What you have to do
Scan the records for "OutboxStatus". Report each line that includes it.

Stored data entries:
☆ ☆ ☆ ☆ ☆ ☆ ☆

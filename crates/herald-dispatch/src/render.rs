//! Template rendering seam.
//!
//! Rendering is pure: template key plus frozen payload snapshot in, subject
//! and body out. Unknown template keys fall back to a generic message rather
//! than failing the row.

use herald_core::outbox::MessagePayload;

#[derive(Debug, Clone, PartialEq, Eq)]
pub struct RenderedEmail {
  pub subject: String,
  pub body:    String,
}

pub trait TemplateRenderer: Send + Sync {
  fn render(&self, template_key: &str, payload: &MessagePayload) -> RenderedEmail;
}

/// The built-in template set.
#[derive(Debug, Clone)]
pub struct DefaultTemplates {
  /// Public base URL of the API, for unsubscribe links.
  pub base_url: String,
}

impl DefaultTemplates {
  pub fn new(base_url: impl Into<String>) -> Self {
    let mut base_url = base_url.into();
    while base_url.ends_with('/') {
      base_url.pop();
    }
    Self { base_url }
  }

  fn unsubscribe_link(&self, address: &str) -> String {
    format!(
      "{}/unsubscribe?channel=email&value={address}",
      self.base_url
    )
  }
}

impl TemplateRenderer for DefaultTemplates {
  fn render(&self, template_key: &str, payload: &MessagePayload) -> RenderedEmail {
    match template_key {
      "weekly_promo_v1" => {
        let greeting = if payload.name.is_empty() {
          "Hi!".to_string()
        } else {
          format!("Hi {}!", payload.name)
        };

        RenderedEmail {
          subject: "This week's picks, just for you".into(),
          body:    format!(
            "{greeting}\n\n\
             We've put together this week's store benefits for you.\n\
             Show this email in store for exclusive discounts and\n\
             recommendations picked for you.\n\n\
             Drop by any time during opening hours. We'd love to see you!\n\n\
             --\n\
             Prefer not to receive these messages? Unsubscribe here:\n\
             {unsubscribe}\n",
            unsubscribe = self.unsubscribe_link(&payload.address),
          ),
        }
      }
      _ => RenderedEmail {
        subject: "News from the store".into(),
        body:    "Hello!\n".into(),
      },
    }
  }
}

#[cfg(test)]
mod tests {
  use super::*;

  fn payload(name: &str, address: &str) -> MessagePayload {
    MessagePayload {
      name:       name.into(),
      address:    address.into(),
      attributes: serde_json::Map::new(),
    }
  }

  #[test]
  fn weekly_promo_includes_unsubscribe_link() {
    let templates = DefaultTemplates::new("https://example.test/");
    let rendered = templates.render("weekly_promo_v1", &payload("Alice", "alice@example.com"));

    assert!(rendered.body.contains("Hi Alice!"));
    assert!(rendered.body.contains(
      "https://example.test/unsubscribe?channel=email&value=alice@example.com"
    ));
  }

  #[test]
  fn unknown_template_falls_back() {
    let templates = DefaultTemplates::new("https://example.test");
    let rendered = templates.render("mystery_v9", &payload("Alice", "alice@example.com"));
    assert_eq!(rendered.subject, "News from the store");
  }
}
//! Handlers for the `/admin` surface.
//!
//! Every endpoint requires the `X-Admin-Key` header to match the configured
//! shared secret (compared constant-time). A deployment without a configured
//! key gets a server error on every admin request, never an open door.
//!
//! | Method | Path | Notes |
//! |--------|------|-------|
//! | `GET`  | `/admin/summary` | table counts, outbox + consent by status |
//! | `GET`  | `/admin/outbox` | `?status=queued&limit=50` |
//! | `GET`  | `/admin/customers/recent` | `?limit=20`, with identities |
//! | `GET`  | `/admin/debug/identity` | `?channel=&value=` drill-down |
//! | `POST` | `/admin/queue-weekly` | trigger the weekly enqueue |
//! | `POST` | `/admin/campaigns` | create an active campaign |

use axum::{
  Json,
  extract::{Query, State},
  http::{HeaderMap, StatusCode},
  response::IntoResponse,
};
use chrono::{DateTime, Utc};
use herald_core::{
  campaign::{Campaign, CampaignKind, NewCampaign},
  consent::ConsentPurpose,
  customer::{Channel, normalize_address},
  enqueue::{self, EnqueueOutcome, EnqueueRequest},
  outbox::OutboxStatus,
  store::EngagementStore,
};
use serde::Deserialize;
use serde_json::{Value, json};

use crate::{ApiConfig, ApiState, error::ApiError, sig};

const ADMIN_KEY_HEADER: &str = "x-admin-key";
const MAX_LISTING_LIMIT: usize = 500;

fn require_admin_key(config: &ApiConfig, headers: &HeaderMap) -> Result<(), ApiError> {
  let expected = config
    .admin_key
    .as_deref()
    .filter(|k| !k.is_empty())
    .ok_or(ApiError::Misconfigured("admin key not configured"))?;

  let presented = headers
    .get(ADMIN_KEY_HEADER)
    .and_then(|v| v.to_str().ok())
    .ok_or(ApiError::Unauthorized)?;

  if sig::secrets_match(presented.as_bytes(), expected.as_bytes()) {
    Ok(())
  } else {
    Err(ApiError::Unauthorized)
  }
}

fn store_err<E: std::error::Error + Send + Sync + 'static>(e: E) -> ApiError {
  ApiError::Store(Box::new(e))
}

// ─── Summary ──────────────────────────────────────────────────────────────────

/// `GET /admin/summary`
pub async fn summary<S>(
  State(state): State<ApiState<S>>,
  headers: HeaderMap,
) -> Result<Json<Value>, ApiError>
where
  S: EngagementStore,
  S::Error: std::error::Error + Send + Sync + 'static,
{
  require_admin_key(&state.config, &headers)?;

  let counts = state.store.store_counts().await.map_err(store_err)?;
  let outbox = state.store.outbox_status_counts().await.map_err(store_err)?;
  let consent = state
    .store
    .consent_status_counts(Channel::Email, ConsentPurpose::Promotions)
    .await
    .map_err(store_err)?;

  Ok(Json(json!({
    "counts": {
      "customers": counts.customers,
      "identities": counts.identities,
      "consent_events": counts.consent_events,
      "outbox": counts.outbox_messages,
    },
    "outbox_by_status": outbox
      .iter()
      .map(|(status, n)| json!({ "status": status, "count": n }))
      .collect::<Vec<_>>(),
    "current_promotions_consent_by_status": consent
      .iter()
      .map(|(status, n)| json!({ "status": status, "count": n }))
      .collect::<Vec<_>>(),
  })))
}

// ─── Outbox listing ───────────────────────────────────────────────────────────

fn default_status() -> OutboxStatus { OutboxStatus::Queued }
fn default_limit() -> usize { 50 }

#[derive(Debug, Deserialize)]
pub struct OutboxParams {
  #[serde(default = "default_status")]
  pub status: OutboxStatus,
  #[serde(default = "default_limit")]
  pub limit:  usize,
}

/// `GET /admin/outbox?status=<status>&limit=<n>`
pub async fn outbox<S>(
  State(state): State<ApiState<S>>,
  headers: HeaderMap,
  Query(params): Query<OutboxParams>,
) -> Result<Json<Value>, ApiError>
where
  S: EngagementStore,
  S::Error: std::error::Error + Send + Sync + 'static,
{
  require_admin_key(&state.config, &headers)?;

  let limit = params.limit.clamp(1, MAX_LISTING_LIMIT);
  let items = state
    .store
    .recent_outbox(params.status, limit)
    .await
    .map_err(store_err)?;

  Ok(Json(json!({ "status": params.status, "items": items })))
}

// ─── Recent customers ─────────────────────────────────────────────────────────

fn default_customer_limit() -> usize { 20 }

#[derive(Debug, Deserialize)]
pub struct RecentCustomersParams {
  #[serde(default = "default_customer_limit")]
  pub limit: usize,
}

/// `GET /admin/customers/recent?limit=<n>`
pub async fn recent_customers<S>(
  State(state): State<ApiState<S>>,
  headers: HeaderMap,
  Query(params): Query<RecentCustomersParams>,
) -> Result<Json<Value>, ApiError>
where
  S: EngagementStore,
  S::Error: std::error::Error + Send + Sync + 'static,
{
  require_admin_key(&state.config, &headers)?;

  let limit = params.limit.clamp(1, MAX_LISTING_LIMIT);
  let items = state
    .store
    .recent_customers(limit)
    .await
    .map_err(store_err)?;

  Ok(Json(json!({ "items": items })))
}

// ─── Identity drill-down ──────────────────────────────────────────────────────

#[derive(Debug, Deserialize)]
pub struct DebugIdentityParams {
  pub channel: Channel,
  pub value:   String,
}

/// `GET /admin/debug/identity?channel=<channel>&value=<value>`
///
/// One-stop view for support: the customer behind an address, their current
/// promotions consent, and their recent outbox rows on that channel.
pub async fn debug_identity<S>(
  State(state): State<ApiState<S>>,
  headers: HeaderMap,
  Query(params): Query<DebugIdentityParams>,
) -> Result<Json<Value>, ApiError>
where
  S: EngagementStore,
  S::Error: std::error::Error + Send + Sync + 'static,
{
  require_admin_key(&state.config, &headers)?;

  let value = normalize_address(params.channel, &params.value);

  let identity = state
    .store
    .find_identity(params.channel, &value)
    .await
    .map_err(store_err)?
    .ok_or_else(|| ApiError::NotFound("identity not found".into()))?;

  let customer = state
    .store
    .get_customer(identity.customer_id)
    .await
    .map_err(store_err)?
    .ok_or_else(|| ApiError::NotFound("customer not found".into()))?;

  let consent = state
    .store
    .latest_consent(identity.customer_id, params.channel, ConsentPurpose::Promotions)
    .await
    .map_err(store_err)?;

  let recent = state
    .store
    .outbox_for_customer(identity.customer_id, params.channel, 25)
    .await
    .map_err(store_err)?;

  Ok(Json(json!({
    "customer": customer,
    "identity": identity,
    "current_promotions_consent": consent,
    "recent_outbox": recent,
  })))
}

// ─── Enqueue trigger ──────────────────────────────────────────────────────────

#[derive(Debug, Default, Deserialize)]
pub struct QueueWeeklyBody {
  pub template_key:  Option<String>,
  pub scheduled_for: Option<DateTime<Utc>>,
}

/// `POST /admin/queue-weekly` — run the weekly enqueue now.
///
/// Idempotent per (template, schedule) slot; a repeat call reports
/// `queued: 0`.
pub async fn queue_weekly<S>(
  State(state): State<ApiState<S>>,
  headers: HeaderMap,
  body: Option<Json<QueueWeeklyBody>>,
) -> Result<Json<EnqueueOutcome>, ApiError>
where
  S: EngagementStore,
  S::Error: std::error::Error + Send + Sync + 'static,
{
  require_admin_key(&state.config, &headers)?;

  let body = body.map(|Json(b)| b).unwrap_or_default();
  let outcome = enqueue::run(state.store.as_ref(), EnqueueRequest {
    template_key: body.template_key,
    scheduled_for: body.scheduled_for,
    ..EnqueueRequest::weekly_email()
  })
  .await
  .map_err(store_err)?;

  Ok(Json(outcome))
}

// ─── Campaigns ────────────────────────────────────────────────────────────────

#[derive(Debug, Deserialize)]
pub struct CreateCampaignBody {
  pub name:         String,
  pub kind:         CampaignKind,
  pub channel:      Channel,
  pub template_key: String,
}

/// `POST /admin/campaigns` — create an active campaign.
pub async fn create_campaign<S>(
  State(state): State<ApiState<S>>,
  headers: HeaderMap,
  Json(body): Json<CreateCampaignBody>,
) -> Result<impl IntoResponse, ApiError>
where
  S: EngagementStore,
  S::Error: std::error::Error + Send + Sync + 'static,
{
  require_admin_key(&state.config, &headers)?;

  if body.name.trim().is_empty() {
    return Err(ApiError::BadRequest("name must not be empty".into()));
  }
  let campaign: Campaign = state
    .store
    .create_campaign(NewCampaign {
      name:         body.name,
      kind:         body.kind,
      channel:      body.channel,
      template_key: body.template_key,
    })
    .await
    .map_err(store_err)?;

  Ok((StatusCode::CREATED, Json(campaign)))
}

☆ ☆ ☆ ☆ ☆ ☆ ☆

Written answer
  outbox::OutboxStatus,
fn default_status() -> OutboxStatus { OutboxStatus::Queued }
  pub status: OutboxStatus,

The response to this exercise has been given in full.